Favorite collections:The Very Best of Charles de Lint by Charles de Lint, Ingathering: The Complete People Stories by Zenna Henderson, Sooner or Later Everything Falls into the Sea by Sarah Pinsker, Sourdough and Other Stories by Angela Slatter, and Nine White Horses by Judith Tarr
Favorite anthologies: Ex Libris edited by Paula Guran and The Book of the Dead edited by Jared Shurin
Favorite overall short stories: In addition to my favorite stories in the books above, I’d also give a special place to The Very Best of Charles de Lint (“In the Pines,” “In the House of My Enemy,” “A Wish Named Arnold,” “Mr. Truepenny's Book Emporium and Gallery,” “Pixel Pixies,” “The Badger in the Bag,” “Timeskip,” “Into the Green,” “Birds,” and “Pal o' Mine”) and to Sooner or Later Everything Falls into the Sea (“And Then There Were (N-One),” “In Joy, Knowing the Abyss Behind,” “Our Lady of the Open Road,” “Wind Will Rove,” and “A Stretch of Highway Two Lanes Wide”).
An Aside: My father died suddenly in the middle of my reading for this challenge. The books I read from Zenna Henderson and Charles de Lint really helped me during this time, with de Lint’s book making me cry multiple times (in a good way).

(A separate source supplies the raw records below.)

#[cfg(test)]
mod tests {
    use super::*;
    use chrono::Utc;
    use taskfleet_core::{TaskId, TaskPriority};

    use crate::memory::{InMemoryProcessorRegistry, InMemoryTaskStore};

    struct Fixture {
        tasks: Arc<InMemoryTaskStore>,
        processors: Arc<InMemoryProcessorRegistry>,
    }

    impl Fixture {
        fn new() -> Self {
            Self {
                tasks: Arc::new(InMemoryTaskStore::new()),
                processors: Arc::new(InMemoryProcessorRegistry::new()),
            }
        }

        fn balanced(&self) -> BalancedDistributor {
            BalancedDistributor::new(self.tasks.clone(), self.processors.clone())
        }

        async fn add_processor(&self, processor: TaskProcessorRuntimeInfo) {
            self.processors.add(processor).await.unwrap();
        }

        async fn add_pending(&self, id: &str, task_type: &str, priority: TaskPriority) {
            self.tasks
                .add(
                    TaskRuntimeInfo::new(task_type)
                        .with_id(TaskId::new(id))
                        .with_priority(priority),
                )
                .await
                .unwrap();
        }

        async fn add_in_progress(&self, id: &str, task_type: &str, processor: &ProcessorId) {
            self.add_pending(id, task_type, TaskPriority::Normal).await;
            self.tasks
                .assign(&TaskId::new(id), Some(processor.clone()))
                .await
                .unwrap();
            self.tasks.start(&TaskId::new(id), Utc::now()).await.unwrap();
        }
    }

    fn processor(id: &str) -> TaskProcessorRuntimeInfo {
        TaskProcessorRuntimeInfo::new(ProcessorId::new(id), format!("host-{id}"))
    }

    #[tokio::test]
    async fn test_candidates_ordered_by_load() {
        let fx = Fixture::new();
        fx.add_processor(processor("busy")).await;
        fx.add_processor(processor("idle")).await;
        fx.add_in_progress("t1", "report", &ProcessorId::new("busy"))
            .await;

        let task = TaskRuntimeInfo::new("report");
        let candidates = fx.balanced().processors_for_task(&task).await.unwrap();
        let ids: Vec<&str> = candidates.iter().map(|p| p.id.as_str()).collect();
        assert_eq!(ids, ["idle", "busy"]);
    }

    #[tokio::test]
    async fn test_full_processor_excluded_from_candidates() {
        let fx = Fixture::new();
        fx.add_processor(processor("p1").with_max_workers(1)).await;
        fx.add_in_progress("t1", "report", &ProcessorId::new("p1"))
            .await;

        let task = TaskRuntimeInfo::new("report");
        let candidates = fx.balanced().processors_for_task(&task).await.unwrap();
        assert!(candidates.is_empty());
    }

    #[tokio::test]
    async fn test_type_cap_excludes_processor_for_that_type_only() {
        let fx = Fixture::new();
        fx.add_processor(processor("p1").with_task_type_cap("report", 1))
            .await;
        fx.add_in_progress("t1", "report", &ProcessorId::new("p1"))
            .await;

        let report = TaskRuntimeInfo::new("report");
        assert!(fx
            .balanced()
            .processors_for_task(&report)
            .await
            .unwrap()
            .is_empty());

        let export = TaskRuntimeInfo::new("export");
        assert_eq!(
            fx.balanced()
                .processors_for_task(&export)
                .await
                .unwrap()
                .len(),
            1
        );
    }

    #[tokio::test]
    async fn test_stopping_processor_never_a_candidate() {
        let fx = Fixture::new();
        let mut stopping = processor("p1");
        stopping.state = taskfleet_core::ProcessorState::Stopping;
        fx.add_processor(stopping).await;

        let task = TaskRuntimeInfo::new("report");
        assert!(fx
            .balanced()
            .processors_for_task(&task)
            .await
            .unwrap()
            .is_empty());
    }

    #[tokio::test]
    async fn test_non_pending_task_rejected() {
        let fx = Fixture::new();
        let mut task = TaskRuntimeInfo::new("report");
        task.start(Utc::now()).unwrap();
        assert!(fx.balanced().processors_for_task(&task).await.is_err());
    }

    #[tokio::test]
    async fn test_priority_ordering_with_arrival_tiebreak() {
        let fx = Fixture::new();
        fx.add_processor(processor("p1")).await;
        fx.add_pending("low", "report", TaskPriority::Low).await;
        fx.add_pending("vhigh", "report", TaskPriority::VeryHigh).await;
        fx.add_pending("normal-1", "report", TaskPriority::Normal).await;
        fx.add_pending("high", "report", TaskPriority::High).await;
        fx.add_pending("normal-2", "report", TaskPriority::Normal).await;

        let next = fx
            .balanced()
            .next_tasks_for_processor(&ProcessorId::new("p1"))
            .await
            .unwrap();
        let ids: Vec<&str> = next.iter().map(|t| t.id.as_str()).collect();
        assert_eq!(ids, ["vhigh", "high", "normal-1", "normal-2", "low"]);
    }

    #[tokio::test]
    async fn test_unknown_processor_gets_no_tasks() {
        let fx = Fixture::new();
        fx.add_pending("t1", "report", TaskPriority::Normal).await;

        let next = fx
            .balanced()
            .next_tasks_for_processor(&ProcessorId::new("ghost"))
            .await
            .unwrap();
        assert!(next.is_empty());
    }

    #[tokio::test]
    async fn test_slot_budget_never_exceeded() {
        let fx = Fixture::new();
        fx.add_processor(processor("p1").with_max_workers(3)).await;
        fx.add_in_progress("running", "report", &ProcessorId::new("p1"))
            .await;
        for i in 0..5 {
            fx.add_pending(&format!("t{i}"), "report", TaskPriority::Normal)
                .await;
        }

        let next = fx
            .balanced()
            .next_tasks_for_processor(&ProcessorId::new("p1"))
            .await
            .unwrap();
        // Budget is 3 - 1 = 2; the sequence stops while one slot remains.
        assert_eq!(next.len(), 1);
        assert!(next.len() <= 2);
    }

    #[tokio::test]
    async fn test_exhausted_budget_yields_nothing() {
        let fx = Fixture::new();
        fx.add_processor(processor("p1").with_max_workers(1)).await;
        fx.add_in_progress("running", "report", &ProcessorId::new("p1"))
            .await;
        fx.add_pending("t1", "report", TaskPriority::Normal).await;

        let next = fx
            .balanced()
            .next_tasks_for_processor(&ProcessorId::new("p1"))
            .await
            .unwrap();
        assert!(next.is_empty());
    }

    #[tokio::test]
    async fn test_type_slots_skip_saturated_type() {
        let fx = Fixture::new();
        fx.add_processor(processor("p1").with_task_type_cap("report", 1))
            .await;
        fx.add_in_progress("running", "report", &ProcessorId::new("p1"))
            .await;
        fx.add_pending("blocked", "report", TaskPriority::VeryHigh).await;
        fx.add_pending("runnable", "export", TaskPriority::Low).await;

        let next = fx
            .balanced()
            .next_tasks_for_processor(&ProcessorId::new("p1"))
            .await
            .unwrap();
        let ids: Vec<&str> = next.iter().map(|t| t.id.as_str()).collect();
        assert_eq!(ids, ["runnable"]);
    }

    #[tokio::test]
    async fn test_fleet_wide_type_cap_applies() {
        let fx = Fixture::new();
        fx.add_processor(processor("p1")).await;
        fx.add_processor(processor("p2")).await;
        fx.add_in_progress("running", "report", &ProcessorId::new("p2"))
            .await;
        fx.add_pending("t1", "report", TaskPriority::Normal).await;

        let distributor = fx.balanced().with_task_type_cap("report", 1);
        let next = distributor
            .next_tasks_for_processor(&ProcessorId::new("p1"))
            .await
            .unwrap();
        assert!(next.is_empty());
    }

    #[tokio::test]
    async fn test_polling_queue_tasks_not_push_assigned() {
        let fx = Fixture::new();
        fx.add_processor(processor("p1")).await;
        fx.tasks
            .add(
                TaskRuntimeInfo::new("report")
                    .with_id(TaskId::new("lane"))
                    .with_polling_queue("nightly"),
            )
            .await
            .unwrap();
        fx.add_pending("direct", "report", TaskPriority::Normal).await;

        let next = fx
            .balanced()
            .next_tasks_for_processor(&ProcessorId::new("p1"))
            .await
            .unwrap();
        let ids: Vec<&str> = next.iter().map(|t| t.id.as_str()).collect();
        assert_eq!(ids, ["direct"]);
    }

    #[tokio::test]
    async fn test_simple_distributor_ignores_caps() {
        let fx = Fixture::new();
        fx.add_processor(processor("p1").with_max_workers(1)).await;
        fx.add_in_progress("running", "report", &ProcessorId::new("p1"))
            .await;
        fx.add_pending("low", "report", TaskPriority::Low).await;
        fx.add_pending("high", "report", TaskPriority::High).await;

        let distributor = SimpleDistributor::new(fx.tasks.clone(), fx.processors.clone());
        let next = distributor
            .next_tasks_for_processor(&ProcessorId::new("p1"))
            .await
            .unwrap();
        let ids: Vec<&str> = next.iter().map(|t| t.id.as_str()).collect();
        assert_eq!(ids, ["high", "low"]);

        let task = TaskRuntimeInfo::new("report");
        assert_eq!(
            distributor.processors_for_task(&task).await.unwrap().len(),
            1
        );
    }
}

The End Sometime last year after touting one short story or another to my friends, I said, “Oh, I don’t think I read *that* much short fiction,” and they all looked at me funny for some reason. Oh. Never mind. I get it now. All joking aside, I’ve read SF/F magazines off and on growing up, and I always enjoyed the occasional Year’s Best Science Fiction anthology from Gardner Dozois, and Robert Silverberg’s Legends anthologies were rather formative to my growth as a fantasy reader (that’s where I read George R.R. Martin and Robin Hobb for the first time). Some of my favorite writers have done amazing short stories (in fact, I think I like Alastair Reynolds better at the short length than the novel; witness my love for his story “Zima Blue”!). Even if you don’t read more than the usual five short stories for the Bingo Challenge, please consider branching out! I hope I’ve shown with my own card how much variety is out there. If you’re not sure where to start, your favorite author may have some short stories of their own, either in an anthology or one of their own collections. Mary Robinette Kowal is one of my favorites, and I loved her collection Word Puppets. If they’re prolific enough, they may have a “Best of” book, like The Best of Connie Willis or The Very Best of Kate Elliott. Trying one of the Year’s Best anthologies I mention under #13, Published in 2020, is also a fun way to explore short fiction. And even though I didn’t read any for my Bingo Challenge, there are tons of SF/F magazines out there to read from on a daily, weekly, monthly, bimonthly, or quarterly schedule. My personal recommendation is for Asimov’s SF, FIYAH, and Fantasy & Science Fiction for subscription-only options, and places like Clarkesworld, Uncanny, Fireside, and Tor.com for free online stories. There are also some great magazines/sites like Beneath Ceaseless Skies and Daily Science Fiction. Looking at award lists is a fun way to get started, as most of the major awards also have short fiction categories. Find out where they were published and try out a magazine issue or an anthology. I’ll end this with the following:
an interview by our own tctippens with Jonathan Strahan over at the Fantasy Inn Podcast where they discuss not only his new anthology The Book of Dragons, but reading short fiction in general.
One of my favorite short story writers is John Wiswell, and I’d like to link two of his wonderful stories: "Tank!" follows a sentient tank attending its first SF convention, and "Open House on Haunted Hill" is a very sweet story about a haunted house trying to get sold to a new family. Both stories are quite short and you can read each in just a few minutes.